#### DIRECTIONS
Could you write out the lines below exactly, beginning with the first and finishing with the one that contains "long_about = None)]"?

*** DATA EXTRACTS Section Begins ***

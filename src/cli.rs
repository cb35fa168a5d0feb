use clap::{Parser, Subcommand};
use std::collections::BTreeMap;

#[derive(Parser, Debug)]
#[command(name = "fieldmap")]
#[command(about = "Field type detection and form template matching", long_about = None)]
#[command(version)]
pub struct Cli {
    #[command(subcommand)]
    pub command: Commands,
}

#[derive(Subcommand, Debug)]
pub enum Commands {
    /// Match supplied fields against the stored templates
    #[command(name = "get_tpl")]
    GetTpl {
        /// Field values as --<name>=<value>; anything else is ignored
        #[arg(trailing_var_arg = true, allow_hyphen_values = true)]
        fields: Vec<String>,
    },

    /// Create a starter template store
    Init {
        /// Force overwrite of an existing store
        #[arg(short, long)]
        force: bool,
    },

    /// Check the template store for invalid records
    Validate,
}

/// Extract `--key=value` arguments into a field map.
///
/// Arguments without the `--` prefix or without `=` are dropped without
/// comment; the value is everything after the first `=`; a repeated key
/// keeps its last value.
pub fn parse_fields(args: &[String]) -> BTreeMap<String, String> {
    let mut fields = BTreeMap::new();
    for arg in args {
        if let Some((key, value)) = arg
            .strip_prefix("--")
            .and_then(|rest| rest.split_once('='))
        {
            if !key.is_empty() {
                fields.insert(key.to_string(), value.to_string());
            }
        }
    }
    fields
}
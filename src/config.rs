//! Store location configuration.
//!
//! The template store path is resolved from, in order: the `FIELDMAP_DB`
//! environment variable, the `store.path` entry of `.fieldmap.toml` in the
//! working directory, and the built-in default `db.json`. Configuration is
//! loaded once in `main` and passed down explicitly; nothing here is
//! process-global.

use serde::{Deserialize, Serialize};
use std::fs;
use std::path::{Path, PathBuf};

use crate::errors::{FieldmapError, Result};

/// Environment variable overriding the store path
pub const STORE_PATH_ENV: &str = "FIELDMAP_DB";

/// Configuration file looked up in the working directory
pub const CONFIG_FILE: &str = ".fieldmap.toml";

/// Default store file
pub const DEFAULT_STORE_PATH: &str = "db.json";

/// On-disk `.fieldmap.toml` shape
#[derive(Debug, Clone, Default, Serialize, Deserialize)]
pub struct FileConfig {
    #[serde(default)]
    pub store: StoreSection,
}

#[derive(Debug, Clone, Default, Serialize, Deserialize)]
pub struct StoreSection {
    /// Path to the template store file
    pub path: Option<PathBuf>,
}

/// Resolved runtime configuration
#[derive(Debug, Clone)]
pub struct Config {
    pub store_path: PathBuf,
}

impl Config {
    /// Load configuration from the environment and the optional
    /// `.fieldmap.toml` in the working directory
    pub fn load() -> Result<Config> {
        let env_override = std::env::var_os(STORE_PATH_ENV)
            .filter(|value| !value.is_empty())
            .map(PathBuf::from);
        let file_config = read_file_config(Path::new(CONFIG_FILE))?;
        Ok(Config {
            store_path: resolve_store_path(env_override, file_config.as_ref()),
        })
    }
}

// Pure function: pick the first configured store path
pub fn resolve_store_path(
    env_override: Option<PathBuf>,
    file_config: Option<&FileConfig>,
) -> PathBuf {
    env_override
        .or_else(|| file_config.and_then(|config| config.store.path.clone()))
        .unwrap_or_else(|| PathBuf::from(DEFAULT_STORE_PATH))
}

fn read_file_config(path: &Path) -> Result<Option<FileConfig>> {
    if !path.exists() {
        return Ok(None);
    }
    let content = fs::read_to_string(path).map_err(|error| {
        FieldmapError::Configuration(format!("failed to read {}: {error}", path.display()))
    })?;
    let config = toml::from_str(&content).map_err(|error| {
        FieldmapError::Configuration(format!("failed to parse {}: {error}", path.display()))
    })?;
    Ok(Some(config))
}
use std::path::PathBuf;

/// Errors produced by history store operations.
///
/// Every variant is propagated verbatim to the caller of the failing
/// operation; nothing retries.
#[derive(Debug, thiserror::Error)]
pub enum StoreError {
    #[error("I/O error: {0}")]
    Io(#[from] std::io::Error),

    #[error("serialization error: {0}")]
    Serialization(String),

    #[error("corrupt history record at {path}:{line}: {reason}")]
    Corrupt {
        path: PathBuf,
        line: usize,
        reason: String,
    },

    #[error("history store lock poisoned")]
    Poisoned,

    #[error("history store unavailable: {0}")]
    Unavailable(String),
}

/// Result alias for store operations.
pub type StoreResult<T> = Result<T, StoreError>;
//! Append-only patch history for docline.
//!
//! This crate owns the persisted record shape and the storage boundary the
//! version controller talks to. It provides:
//! - [`Patch`] records (`{ _id, document, timestamp, diff }`)
//! - The [`HistoryStore`] async trait boundary
//! - [`InMemoryHistoryStore`] for tests and embedding
//! - [`JsonlHistoryStore`], a JSON-lines file backend
//! - [`HistoryRegistry`], an owned cache of one store handle per model
//!
//! # Ordering
//!
//! Every read is sorted by timestamp ascending. Patches sharing a timestamp
//! come back in the order they were appended.

pub mod error;
pub mod file;
pub mod memory;
pub mod patch;
pub mod registry;
pub mod traits;

pub use error::{StoreError, StoreResult};
pub use file::JsonlHistoryStore;
pub use memory::InMemoryHistoryStore;
pub use patch::{Patch, PatchId};
pub use registry::{HistoryRegistry, JsonlBackend, MemoryBackend, StoreBackend};
pub use traits::HistoryStore;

*** DATA EXTRACTS Section Ends ***

#### ANSWER TO THIS EXERCISE
filename src/cli.rs
repository cb35fa168a5d0feb
use clap::{Parser, Subcommand};
use std::collections::BTreeMap;

#[derive(Parser, Debug)]
#[command(name = "fieldmap")]
#[command(about = "Field type detection and form template matching", long_about = None)]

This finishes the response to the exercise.